A Professional Military Education program

Australian Army soldiers deployed on Operation Resolute conduct a long range patrol on Katers Island in remote Western Australia.

Introduction

The Defence Strategic Review (DSR) has provided a blueprint for a substantial increase in Australia’s military capacity in response to an evolving strategic environment. It recognises that Australia’s closest international partner, the United States of America, is no longer the leader of a unipolar world. Also acknowledged is an increase in international competition and threats to the rules-based order, both of which requiring a response by government and the nation’s defence force.[1]

As military professionals, Australian Army personnel need to understand the drivers of strategy so that they can understand the basis of Australia’s defence strategy and how it can be effectively delivered. This short blog post provides guidance on where the answers to these questions might be discovered.

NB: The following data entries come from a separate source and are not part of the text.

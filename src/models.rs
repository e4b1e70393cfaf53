use std::collections::BTreeMap;
use std::fmt;
use std::str::FromStr;

use anyhow::{Result, anyhow, bail};
use rand::Rng;
use serde::{Deserialize, Serialize};

/// Resolutions hardware encoders handle best, in order of preference.
pub const PREFERRED_RESOLUTIONS: [&str; 5] =
    ["1920x1080", "1280x720", "1920x1440", "2560x1440", "3840x2160"];

/// Six-digit code shared with the phone through the pairing QR code.
#[derive(Debug, Clone, PartialEq, Eq, Hash)]
pub struct PairingSecret(String);

impl PairingSecret {
    pub fn generate() -> Self {
        let code: u32 = rand::thread_rng().gen_range(100_000..=999_999);
        Self(code.to_string())
    }

    pub fn as_str(&self) -> &str {
        &self.0
    }
}

impl FromStr for PairingSecret {
    type Err = anyhow::Error;

    fn from_str(s: &str) -> Result<Self> {
        if s.len() != 6 || !s.bytes().all(|b| b.is_ascii_digit()) {
            bail!("pairing secret must be 6 digits, got {:?}", s);
        }
        Ok(Self(s.to_string()))
    }
}

impl fmt::Display for PairingSecret {
    fn fmt(&self, f: &mut fmt::Formatter<'_>) -> fmt::Result {
        f.write_str(&self.0)
    }
}

/// Payload for the Wi-Fi pairing QR code Android's wireless debugging screen
/// scans.
pub fn pairing_descriptor(instance_name: &str, secret: &PairingSecret) -> String {
    format!("WIFI:T:ADB;S:{};P:{};;", instance_name, secret)
}

/// An address/port pair not yet validated by a successful pairing.
#[derive(Debug, Clone, PartialEq, Eq, Hash, Serialize)]
pub struct CandidateEndpoint {
    pub address: String,
    pub port: u16,
}

impl fmt::Display for CandidateEndpoint {
    fn fmt(&self, f: &mut fmt::Formatter<'_>) -> fmt::Result {
        write!(f, "{}:{}", self.address, self.port)
    }
}

/// Terminal result of a discovery run.
#[derive(Debug, Clone, PartialEq, Eq, Serialize)]
pub struct PairingOutcome {
    pub paired: bool,
    pub endpoint_address: Option<String>,
}

impl PairingOutcome {
    pub fn paired(address: impl Into<String>) -> Self {
        Self {
            paired: true,
            endpoint_address: Some(address.into()),
        }
    }

    pub fn unpaired() -> Self {
        Self {
            paired: false,
            endpoint_address: None,
        }
    }
}

#[derive(Debug, Clone, Copy, PartialEq, Eq, Serialize)]
pub enum Transport {
    WiFi,
    #[serde(rename = "USB")]
    Usb,
}

/// A device as listed by `adb devices -l`.
#[derive(Debug, Clone, PartialEq, Eq, Serialize)]
pub struct Device {
    pub serial: String,
    pub state: String,
    pub transport: Transport,
}

/// A camera as listed by the capture tool.
#[derive(Debug, Clone, Default, PartialEq, Eq, Serialize)]
pub struct Camera {
    pub facing: String,
    pub fps: Vec<String>,
    pub resolutions: Vec<String>,
}

impl Camera {
    /// Resolutions with the preferred ones first, otherwise in listed order.
    pub fn ordered_resolutions(&self) -> Vec<String> {
        let mut ordered: Vec<String> = PREFERRED_RESOLUTIONS
            .iter()
            .filter(|r| self.resolutions.iter().any(|have| have == *r))
            .map(|r| r.to_string())
            .collect();
        for res in &self.resolutions {
            if !ordered.contains(res) {
                ordered.push(res.clone());
            }
        }
        ordered
    }
}

#[derive(Debug, Clone, Copy, Default, PartialEq, Eq, Hash, Serialize, Deserialize)]
#[serde(rename_all = "lowercase")]
pub enum QualityTier {
    Low,
    #[default]
    Medium,
    High,
    Ultra,
}

impl QualityTier {
    pub const ALL: [QualityTier; 4] = [Self::Low, Self::Medium, Self::High, Self::Ultra];

    pub fn bitrate(self) -> &'static str {
        match self {
            Self::Low => "4M",
            Self::Medium => "8M",
            Self::High => "16M",
            Self::Ultra => "32M",
        }
    }

    pub fn as_str(self) -> &'static str {
        match self {
            Self::Low => "low",
            Self::Medium => "medium",
            Self::High => "high",
            Self::Ultra => "ultra",
        }
    }
}

impl FromStr for QualityTier {
    type Err = anyhow::Error;

    fn from_str(s: &str) -> Result<Self> {
        Self::ALL
            .into_iter()
            .find(|tier| tier.as_str() == s)
            .ok_or_else(|| anyhow!("unknown quality tier {:?}", s))
    }
}

impl fmt::Display for QualityTier {
    fn fmt(&self, f: &mut fmt::Formatter<'_>) -> fmt::Result {
        f.write_str(self.as_str())
    }
}

#[derive(Debug, Clone, Copy, Default, PartialEq, Eq, Hash, Serialize, Deserialize)]
#[serde(try_from = "u16", into = "u16")]
pub enum Rotation {
    #[default]
    Deg0,
    Deg90,
    Deg180,
    Deg270,
}

impl Rotation {
    pub fn degrees(self) -> u16 {
        match self {
            Self::Deg0 => 0,
            Self::Deg90 => 90,
            Self::Deg180 => 180,
            Self::Deg270 => 270,
        }
    }
}

impl TryFrom<u16> for Rotation {
    type Error = anyhow::Error;

    fn try_from(degrees: u16) -> Result<Self> {
        match degrees {
            0 => Ok(Self::Deg0),
            90 => Ok(Self::Deg90),
            180 => Ok(Self::Deg180),
            270 => Ok(Self::Deg270),
            other => bail!("rotation must be 0, 90, 180 or 270, got {}", other),
        }
    }
}

impl From<Rotation> for u16 {
    fn from(rotation: Rotation) -> Self {
        rotation.degrees()
    }
}

impl FromStr for Rotation {
    type Err = anyhow::Error;

    fn from_str(s: &str) -> Result<Self> {
        let degrees: u16 = s
            .parse()
            .map_err(|_| anyhow!("rotation must be a number of degrees, got {:?}", s))?;
        Self::try_from(degrees)
    }
}

impl fmt::Display for Rotation {
    fn fmt(&self, f: &mut fmt::Formatter<'_>) -> fmt::Result {
        write!(f, "{}", self.degrees())
    }
}

/// What a caller asks for when starting a capture session.
#[derive(Debug, Clone, PartialEq, Eq, Serialize, Deserialize)]
pub struct StartOptions {
    pub camera_id: String,
    pub resolution: String,
    pub fps: String,
    #[serde(default)]
    pub rotation: Rotation,
    #[serde(default)]
    pub quality: QualityTier,
    #[serde(default)]
    pub mirror: bool,
    #[serde(default)]
    pub serial: Option<String>,
}

impl StartOptions {
    pub fn new(
        camera_id: impl Into<String>,
        resolution: impl Into<String>,
        fps: impl Into<String>,
    ) -> Self {
        Self {
            camera_id: camera_id.into(),
            resolution: resolution.into(),
            fps: fps.into(),
            rotation: Rotation::default(),
            quality: QualityTier::default(),
            mirror: false,
            serial: None,
        }
    }

    /// Orientation token for the capture tool; mirrored sessions use the
    /// `flip` variant of the rotation.
    pub fn orientation(&self) -> String {
        if self.mirror {
            format!("flip{}", self.rotation)
        } else {
            self.rotation.to_string()
        }
    }
}

/// The durable description of a running session. Only the session manager
/// creates these.
#[derive(Debug, Clone, PartialEq, Eq, Serialize)]
pub struct SessionRecord {
    pub process_id: u32,
    pub capture_device: String,
    pub camera_id: String,
    pub resolution: String,
    pub frame_rate: String,
    pub rotation: Rotation,
    pub quality_tier: QualityTier,
    pub mirror_mode: bool,
    pub serial: Option<String>,
}

impl SessionRecord {
    pub(crate) fn new(process_id: u32, capture_device: String, options: &StartOptions) -> Self {
        Self {
            process_id,
            capture_device,
            camera_id: options.camera_id.clone(),
            resolution: options.resolution.clone(),
            frame_rate: options.fps.clone(),
            rotation: options.rotation,
            quality_tier: options.quality,
            mirror_mode: options.mirror,
            serial: options.serial.clone(),
        }
    }

    /// Key/value snapshot persisted next to the liveness token.
    pub fn snapshot(&self) -> BTreeMap<String, String> {
        let mut map = BTreeMap::new();
        map.insert("res".to_string(), self.resolution.clone());
        map.insert("fps".to_string(), self.frame_rate.clone());
        map.insert("camera_id".to_string(), self.camera_id.clone());
        map.insert("rotation".to_string(), self.rotation.to_string());
        map.insert("quality".to_string(), self.quality_tier.to_string());
        map.insert("mirror".to_string(), self.mirror_mode.to_string());
        map.insert("device".to_string(), self.capture_device.clone());
        if let Some(serial) = &self.serial {
            map.insert("serial".to_string(), serial.clone());
        }
        map
    }
}

#[derive(Debug, Clone, PartialEq, Eq, Serialize)]
pub struct StartOutcome {
    pub success: bool,
    #[serde(skip_serializing_if = "Option::is_none")]
    pub pid: Option<u32>,
    #[serde(skip_serializing_if = "Option::is_none")]
    pub error: Option<String>,
}

impl StartOutcome {
    pub fn started(pid: u32) -> Self {
        Self {
            success: true,
            pid: Some(pid),
            error: None,
        }
    }

    pub fn failed(error: impl Into<String>) -> Self {
        Self {
            success: false,
            pid: None,
            error: Some(error.into()),
        }
    }
}

/// Running state plus the last recorded configuration.
#[derive(Debug, Clone, PartialEq, Eq, Serialize)]
pub struct SessionStatus {
    pub running: bool,
    pub pid: Option<u32>,
    pub config: BTreeMap<String, String>,
}
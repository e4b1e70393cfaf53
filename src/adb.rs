use std::time::Duration;

use anyhow::Result;
use async_trait::async_trait;
use tracing::{debug, warn};

use crate::models::{CandidateEndpoint, Device, PairingSecret, Transport};
use crate::utils::run_command;

const CONNECT_TIMEOUT: Duration = Duration::from_secs(10);
const DISCONNECT_TIMEOUT: Duration = Duration::from_secs(5);
const DEVICES_TIMEOUT: Duration = Duration::from_secs(5);

/// Runs the external pairing command against one endpoint.
///
/// Returns the command's combined output; classifying it is the caller's job.
/// An `Err` means the command could not be run or did not finish in time.
#[async_trait]
pub trait PairingInvoker: Send + Sync {
    async fn pair(
        &self,
        endpoint: &CandidateEndpoint,
        secret: &PairingSecret,
        timeout: Duration,
    ) -> Result<String>;
}

/// True when pairing output reports success.
pub fn pairing_succeeded(output: &str) -> bool {
    let output = output.to_lowercase();
    output.contains("success") || output.contains("paired")
}

pub fn connect_succeeded(output: &str) -> bool {
    output.to_lowercase().contains("connected")
}

/// Parses `adb devices -l`, skipping the header line.
pub fn parse_devices(output: &str) -> Vec<Device> {
    output
        .trim()
        .lines()
        .skip(1)
        .filter_map(|line| {
            let mut parts = line.split_whitespace();
            let serial = parts.next()?;
            let state = parts.next()?;
            let transport = if serial.contains(':') {
                Transport::WiFi
            } else {
                Transport::Usb
            };
            Some(Device {
                serial: serial.to_string(),
                state: state.to_string(),
                transport,
            })
        })
        .collect()
}

/// Thin wrapper over the `adb` binary.
#[derive(Debug, Clone)]
pub struct AdbTool {
    program: String,
}

impl Default for AdbTool {
    fn default() -> Self {
        Self::new("adb")
    }
}

impl AdbTool {
    pub fn new(program: impl Into<String>) -> Self {
        Self {
            program: program.into(),
        }
    }

    /// Lists attached devices; an unavailable or hung `adb` yields none.
    pub async fn devices(&self) -> Vec<Device> {
        let args = vec!["devices".to_string(), "-l".to_string()];
        match run_command(&self.program, &args, DEVICES_TIMEOUT).await {
            Ok(output) => parse_devices(&output),
            Err(e) => {
                warn!("Listing devices failed: {:#}", e);
                Vec::new()
            }
        }
    }

    pub async fn connect(&self, address: &str, port: u16) -> bool {
        let args = vec!["connect".to_string(), format!("{}:{}", address, port)];
        match run_command(&self.program, &args, CONNECT_TIMEOUT).await {
            Ok(output) => {
                debug!("adb connect output: {}", output.trim());
                connect_succeeded(&output)
            }
            Err(e) => {
                warn!("Connecting to {}:{} failed: {:#}", address, port, e);
                false
            }
        }
    }

    /// Disconnects every wireless device. Failures are only logged.
    pub async fn disconnect(&self) {
        let args = vec!["disconnect".to_string()];
        if let Err(e) = run_command(&self.program, &args, DISCONNECT_TIMEOUT).await {
            warn!("adb disconnect failed: {:#}", e);
        }
    }
}

#[async_trait]
impl PairingInvoker for AdbTool {
    async fn pair(
        &self,
        endpoint: &CandidateEndpoint,
        secret: &PairingSecret,
        timeout: Duration,
    ) -> Result<String> {
        let args = vec![
            "pair".to_string(),
            endpoint.to_string(),
            secret.to_string(),
        ];
        run_command(&self.program, &args, timeout).await
    }
}

#[cfg(test)]
mod tests {
    use super::*;

    #[test]
    fn classifies_pairing_output() {
        assert!(pairing_succeeded(
            "Successfully paired to 192.168.1.20:37123 [guid=adb-XYZ]"
        ));
        assert!(pairing_succeeded("PAIRED"));
        assert!(!pairing_succeeded("Failed: Wrong password or connection was dropped."));
        assert!(!pairing_succeeded(""));
    }

    #[test]
    fn classifies_connect_output() {
        assert!(connect_succeeded("connected to 192.168.1.20:5555"));
        assert!(connect_succeeded("already connected to 192.168.1.20:5555"));
        assert!(!connect_succeeded("failed to connect to '192.168.1.20:5555'"));
    }

    #[test]
    fn parses_device_list() {
        let output = "List of devices attached\n\
            R58M123ABC             device usb:1-1 product:beyond1 model:SM_G973F\n\
            192.168.1.20:41235     device product:panther model:Pixel_7\n\
            emulator-5554          offline\n\
            \n";
        let devices = parse_devices(output);
        assert_eq!(devices.len(), 3);
        assert_eq!(devices[0].serial, "R58M123ABC");
        assert_eq!(devices[0].transport, Transport::Usb);
        assert_eq!(devices[1].transport, Transport::WiFi);
        assert_eq!(devices[2].state, "offline");
    }

    #[test]
    fn empty_device_list() {
        assert!(parse_devices("List of devices attached\n\n").is_empty());
        assert!(parse_devices("").is_empty());
    }

    #[tokio::test]
    async fn missing_adb_reports_no_devices() {
        let adb = AdbTool::new("popdroidcam-missing-adb");
        assert!(adb.devices().await.is_empty());
        assert!(!adb.connect("127.0.0.1", 5555).await);
        let secret: PairingSecret = "123456".parse().unwrap();
        let endpoint = CandidateEndpoint {
            address: "127.0.0.1".into(),
            port: 40000,
        };
        assert!(
            adb.pair(&endpoint, &secret, Duration::from_secs(1))
                .await
                .is_err()
        );
    }
}
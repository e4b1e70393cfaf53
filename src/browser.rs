use std::net::IpAddr;
use std::time::Duration;

use anyhow::Result;
use async_trait::async_trait;
use futures::stream::StreamExt;
use mdns_sd::{ServiceDaemon, ServiceEvent, ServiceInfo};
use serde::Serialize;
use tracing::{debug, info};

use crate::utils::run_command;

/// A resolved advertisement of the pairing service.
#[derive(Debug, Clone, PartialEq, Eq, Serialize)]
pub struct BrowsedService {
    pub address: String,
    pub port: u16,
}

/// A local service-discovery mechanism tried before raw mDNS.
///
/// `Err` means the mechanism is unavailable (tool missing, daemon failed);
/// an empty list means it ran and found nothing.
#[async_trait]
pub trait ServiceBrowser: Send + Sync {
    async fn browse(&self, service_type: &str, timeout: Duration) -> Result<Vec<BrowsedService>>;
}

/// Parses `avahi-browse -p -r` output.
///
/// Resolved lines look like
/// `=;eth0;IPv4;adb-XYZ;_adb-tls-pairing._tcp;local;host.local;192.168.1.20;37123;"txt"`.
pub fn parse_avahi_records(output: &str, service_type: &str) -> Vec<BrowsedService> {
    let mut found = Vec::new();
    for line in output.lines() {
        if !line.starts_with('=') {
            continue;
        }
        let fields: Vec<&str> = line.split(';').collect();
        if fields.len() < 9 {
            continue;
        }
        if !service_type.is_empty() && fields[4] != service_type {
            continue;
        }
        let address = fields[7].trim();
        let Ok(port) = fields[8].trim().parse::<u16>() else {
            continue;
        };
        if address.is_empty() || port == 0 {
            continue;
        }
        let service = BrowsedService {
            address: address.to_string(),
            port,
        };
        if !found.contains(&service) {
            found.push(service);
        }
    }
    found
}

/// Browses through the `avahi-browse` command.
#[derive(Debug, Clone)]
pub struct AvahiBrowser {
    program: String,
}

impl AvahiBrowser {
    pub fn new(program: impl Into<String>) -> Self {
        Self {
            program: program.into(),
        }
    }
}

#[async_trait]
impl ServiceBrowser for AvahiBrowser {
    async fn browse(&self, service_type: &str, timeout: Duration) -> Result<Vec<BrowsedService>> {
        info!("Trying {} for discovery...", self.program);
        let args = vec!["-ptr".to_string(), service_type.to_string()];
        let output = run_command(&self.program, &args, timeout).await?;
        let found = parse_avahi_records(&output, service_type);
        debug!("{} resolved {} record(s)", self.program, found.len());
        Ok(found)
    }
}

/// Browses in-process with an `mdns-sd` daemon.
///
/// Returns as soon as at least one instance resolves, or empty at `timeout`.
#[derive(Debug, Clone, Default)]
pub struct MdnsSdBrowser;

fn preferred_address(info: &ServiceInfo) -> Option<IpAddr> {
    let addresses = info.get_addresses();
    addresses
        .iter()
        .find(|ip| ip.is_ipv4())
        .or_else(|| addresses.iter().next())
        .copied()
}

#[async_trait]
impl ServiceBrowser for MdnsSdBrowser {
    async fn browse(&self, service_type: &str, timeout: Duration) -> Result<Vec<BrowsedService>> {
        let fq_type = if service_type.ends_with(".local.") {
            service_type.to_string()
        } else {
            format!("{}.local.", service_type.trim_end_matches('.'))
        };

        let mdns = ServiceDaemon::new()?;
        let receiver = mdns.browse(&fq_type)?;
        info!("Browsing for '{}'...", fq_type);

        let mut events = receiver.into_stream();
        let deadline = tokio::time::Instant::now() + timeout;
        let mut found = Vec::new();

        while let Ok(Some(event)) = tokio::time::timeout_at(deadline, events.next()).await {
            if let ServiceEvent::ServiceResolved(info) = event {
                debug!("Resolved: {}", info.get_fullname());
                if let Some(ip) = preferred_address(&info) {
                    found.push(BrowsedService {
                        address: ip.to_string(),
                        port: info.get_port(),
                    });
                    break;
                }
            }
        }

        if let Err(e) = mdns.stop_browse(&fq_type) {
            debug!("stop_browse failed: {}", e);
        }
        if let Err(e) = mdns.shutdown() {
            debug!("mDNS daemon shutdown failed: {}", e);
        }
        Ok(found)
    }
}
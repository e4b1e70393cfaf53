//! Minimal multicast DNS wire helpers.
//!
//! Only what discovery needs: a single-question PTR query encoder, a label
//! decoder for that query, and the [`PortHeuristic`] used to pull a candidate
//! port out of responses without decoding their records.

use std::net::Ipv4Addr;
use std::ops::RangeInclusive;

use anyhow::{Result, bail, ensure};

pub const MDNS_GROUP: Ipv4Addr = Ipv4Addr::new(224, 0, 0, 251);
pub const MDNS_PORT: u16 = 5353;

pub const TYPE_PTR: u16 = 12;
pub const CLASS_IN: u16 = 1;

const HEADER_LEN: usize = 12;
const MAX_LABEL_LEN: usize = 63;

/// Responses are only scanned within this prefix when looking for a marker.
const MARKER_WINDOW: usize = 500;

/// An encoded PTR query for one service type. Built once per discovery run
/// and retransmitted as-is.
#[derive(Debug, Clone, PartialEq, Eq)]
pub struct DiscoveryQuery {
    service_type: String,
    packet: Vec<u8>,
}

impl DiscoveryQuery {
    pub fn new(service_type: &str) -> Result<Self> {
        let name = encode_name(service_type)?;
        let mut packet = Vec::with_capacity(HEADER_LEN + name.len() + 4);
        // id, flags, qdcount, ancount, nscount, arcount
        for field in [0u16, 0, 1, 0, 0, 0] {
            packet.extend_from_slice(&field.to_be_bytes());
        }
        packet.extend_from_slice(&name);
        packet.extend_from_slice(&TYPE_PTR.to_be_bytes());
        packet.extend_from_slice(&CLASS_IN.to_be_bytes());
        Ok(Self {
            service_type: service_type.to_string(),
            packet,
        })
    }

    pub fn service_type(&self) -> &str {
        &self.service_type
    }

    pub fn as_bytes(&self) -> &[u8] {
        &self.packet
    }

    /// Decodes a single-question PTR query back into its name labels.
    pub fn decode(packet: &[u8]) -> Result<Vec<String>> {
        ensure!(packet.len() >= HEADER_LEN, "packet shorter than a header");
        let qdcount = u16::from_be_bytes([packet[4], packet[5]]);
        ensure!(qdcount == 1, "expected one question, found {}", qdcount);

        let (labels, next) = decode_name(packet, HEADER_LEN)?;
        let trailer = packet
            .get(next..next + 4)
            .ok_or_else(|| anyhow::anyhow!("question trailer truncated"))?;
        let qtype = u16::from_be_bytes([trailer[0], trailer[1]]);
        let qclass = u16::from_be_bytes([trailer[2], trailer[3]]);
        ensure!(qtype == TYPE_PTR, "unexpected question type {}", qtype);
        ensure!(qclass == CLASS_IN, "unexpected question class {}", qclass);
        Ok(labels)
    }
}

/// Encodes a dotted name as length-prefixed labels with a zero terminator.
/// A trailing dot is accepted and does not produce an empty label.
pub fn encode_name(name: &str) -> Result<Vec<u8>> {
    let trimmed = name.strip_suffix('.').unwrap_or(name);
    let mut out = Vec::with_capacity(trimmed.len() + 2);
    if !trimmed.is_empty() {
        for label in trimmed.split('.') {
            ensure!(!label.is_empty(), "empty label in {:?}", name);
            ensure!(
                label.len() <= MAX_LABEL_LEN,
                "label {:?} exceeds {} bytes",
                label,
                MAX_LABEL_LEN
            );
            out.push(label.len() as u8);
            out.extend_from_slice(label.as_bytes());
        }
    }
    out.push(0);
    Ok(out)
}

/// Reads uncompressed labels starting at `offset`, returning them with the
/// offset just past the terminator.
pub fn decode_name(packet: &[u8], mut offset: usize) -> Result<(Vec<String>, usize)> {
    let mut labels = Vec::new();
    loop {
        let Some(&len) = packet.get(offset) else {
            bail!("name runs past end of packet");
        };
        offset += 1;
        if len == 0 {
            return Ok((labels, offset));
        }
        if len & 0xC0 != 0 {
            bail!("compressed names are not supported");
        }
        let end = offset + len as usize;
        let Some(raw) = packet.get(offset..end) else {
            bail!("label runs past end of packet");
        };
        labels.push(String::from_utf8_lossy(raw).into_owned());
        offset = end;
    }
}

/// Splits service labels into `[<instance/type>, <domain>]`, e.g.
/// `["_adb-tls-pairing._tcp", "local"]`.
pub fn service_segments(labels: &[String]) -> Vec<String> {
    match labels.split_last() {
        Some((domain, rest)) if !rest.is_empty() => vec![rest.join("."), domain.clone()],
        _ => labels.to_vec(),
    }
}

/// Pulls a plausible pairing port out of an mDNS response without decoding
/// its records.
///
/// A payload qualifies when its leading bytes mention one of the markers;
/// the first big-endian `u16` inside `ports` is then taken as the port. The
/// value may belong to an unrelated field, in which case the pairing attempt
/// against it simply fails.
#[derive(Debug, Clone)]
pub struct PortHeuristic {
    markers: Vec<String>,
    ports: RangeInclusive<u16>,
}

impl Default for PortHeuristic {
    fn default() -> Self {
        Self::new(vec!["_adb-tls-pairing".to_string(), "adb".to_string()], 30000..=50000)
    }
}

impl PortHeuristic {
    pub fn new(markers: Vec<String>, ports: RangeInclusive<u16>) -> Self {
        Self { markers, ports }
    }

    pub fn references_service(&self, payload: &[u8]) -> bool {
        let window = &payload[..payload.len().min(MARKER_WINDOW)];
        let text = String::from_utf8_lossy(window);
        self.markers.iter().any(|m| text.contains(m.as_str()))
    }

    pub fn scan_for_port(&self, payload: &[u8]) -> Option<u16> {
        payload
            .windows(2)
            .map(|pair| u16::from_be_bytes([pair[0], pair[1]]))
            .find(|port| self.ports.contains(port))
    }

    pub fn extract(&self, payload: &[u8]) -> Option<u16> {
        if !self.references_service(payload) {
            return None;
        }
        self.scan_for_port(payload)
    }
}
// SPDX-License-Identifier: AGPL-3.0-or-later
//
// Copyright (C) 2025 Daniel Negri
//
// This program is free software: you can redistribute it and/or modify
// it under the terms of the GNU Affero General Public License as published by
// the Free Software Foundation, either version 3 of the License, or
// (at your option) any later version.
//
// This program is distributed in the hope that it will be useful,
// but WITHOUT ANY WARRANTY; without even the implied warranty of
// MERCHANTABILITY or FITNESS FOR A PARTICULAR PURPOSE. See the
// GNU Affero General Public License for more details.
//
// You should have received a copy of the GNU Affero General Public License
// along with this program. If not, see <https://www.gnu.org/licenses/>.

//! Operational alerting path.
//!
//! Conditions the engine cannot resolve on its own (money captured but no
//! device left, a release that failed mid-transition) are queued here for
//! an operator instead of being retried or swallowed.

use crate::base::TransactionId;
use crossbeam::queue::SegQueue;

/// Conditions an operator must act on.
#[derive(Debug, Clone, PartialEq, Eq)]
pub enum OpsAlert {
    /// Payment captured but the device pool was exhausted; entry cannot
    /// be granted until a device frees up and activation is retried.
    DevicePoolExhausted { transaction_id: TransactionId },
    /// A device release failed during a terminal transition; the
    /// transition stands and the device needs a manual fix.
    ReleaseFailed {
        transaction_id: TransactionId,
        serial: String,
        reason: String,
    },
}

/// FIFO queue surfacing alerts to the operational path.
#[derive(Debug, Default)]
pub struct AlertQueue {
    queue: SegQueue<OpsAlert>,
}

impl AlertQueue {
    pub fn new() -> Self {
        Self {
            queue: SegQueue::new(),
        }
    }

    pub fn push(&self, alert: OpsAlert) {
        self.queue.push(alert);
    }

    pub fn pop(&self) -> Option<OpsAlert> {
        self.queue.pop()
    }

    /// Empties the queue, preserving arrival order.
    pub fn drain(&self) -> Vec<OpsAlert> {
        let mut alerts = Vec::new();
        while let Some(alert) = self.queue.pop() {
            alerts.push(alert);
        }
        alerts
    }

    pub fn len(&self) -> usize {
        self.queue.len()
    }

    pub fn is_empty(&self) -> bool {
        self.queue.is_empty()
    }
}
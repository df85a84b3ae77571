// SPDX-License-Identifier: AGPL-3.0-or-later
//
// Copyright (C) 2025 Daniel Negri
//
// This program is free software: you can redistribute it and/or modify
// it under the terms of the GNU Affero General Public License as published by
// the Free Software Foundation, either version 3 of the License, or
// (at your option) any later version.
//
// This program is distributed in the hope that it will be useful,
// but WITHOUT ANY WARRANTY; without even the implied warranty of
// MERCHANTABILITY or FITNESS FOR A PARTICULAR PURPOSE. See the
// GNU Affero General Public License for more details.
//
// You should have received a copy of the GNU Affero General Public License
// along with this program. If not, see <https://www.gnu.org/licenses/>.

//! Pricing collaborator boundary.

use crate::error::BookingError;
use crate::ticket::TicketCategory;
use parking_lot::RwLock;
use rust_decimal::Decimal;
use std::collections::HashMap;
use time::Date;

/// Price lookup for one ticket of a category on an entry date.
///
/// Failures block transaction creation; the engine never guesses a price.
pub trait PricingService: Send + Sync {
    fn price(&self, category: TicketCategory, date: Date) -> Result<Decimal, BookingError>;
}

/// In-memory price table, one row per hiker category.
#[derive(Debug, Default)]
pub struct PriceTable {
    prices: RwLock<HashMap<TicketCategory, Decimal>>,
}

impl PriceTable {
    pub fn new() -> Self {
        Self {
            prices: RwLock::new(HashMap::new()),
        }
    }

    pub fn set(&self, category: TicketCategory, amount: Decimal) {
        self.prices.write().insert(category, amount);
    }
}

impl PricingService for PriceTable {
    fn price(&self, category: TicketCategory, _date: Date) -> Result<Decimal, BookingError> {
        self.prices.read().get(&category).copied().ok_or_else(|| {
            BookingError::PricingUnavailable(format!("no price configured for {category:?}"))
        })
    }
}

The Basis of a Defence Strategy

Before a strategy can be defined, strategic interests must first be understood. Strategic interests are what drive, or threaten, the security and prosperity of a nation. They are specific, enduring and prioritised.[2] These interests must be clearly and specifically defined because vague sweeping statements are unhelpful for understanding desired conditions and what is required to deliver the desired outcomes. Geography plays a crucial role in how a nation views and interacts with the outside world. As a continent-sized island, Australia’s security relies on the security of its maritime approaches, a factor that has historically led it to rely variously on the strength of British and then American naval power and the defence of the ‘Air-Sea Gap’ to secure its maritime approaches. Other factors are less tangible. For example, the culture of a nation is linked to its geography and history, but is influenced by changing demographics over time. Public policy around immigration and refugees, initiatives either supporting or constraining population growth can all have an impact not only on domestic security and stability, but also on our international reputation.[3] Domestic socio-economics such as a youth demographic bulge, over-education and under-employment combined with truncated aspirations can also interact in complex ways to propel people towards violent action.[4] Climate change is a factor often spruiked as new but arguably this factor is as old as warfare itself because for centuries states have invaded one another in search of resources, water and arable lands to sustain their populations.[5] Other factors such as technology make for dramatic images of war, however, Colin S. Gray argues that focusing on technologies themselves can be misleading. He argues that it is more helpful to understand how the political, social, cultural and strategic factors interact to illuminate an understanding of warfare.[6] As national, regional, and global actors alter their capabilities and shift their posture, interests must be prioritised; this is perhaps the only constant in an ever-changing international context. Cognisance of how these factors combine to either reduce or increase the threat to the nation is critical to all Defence personnel.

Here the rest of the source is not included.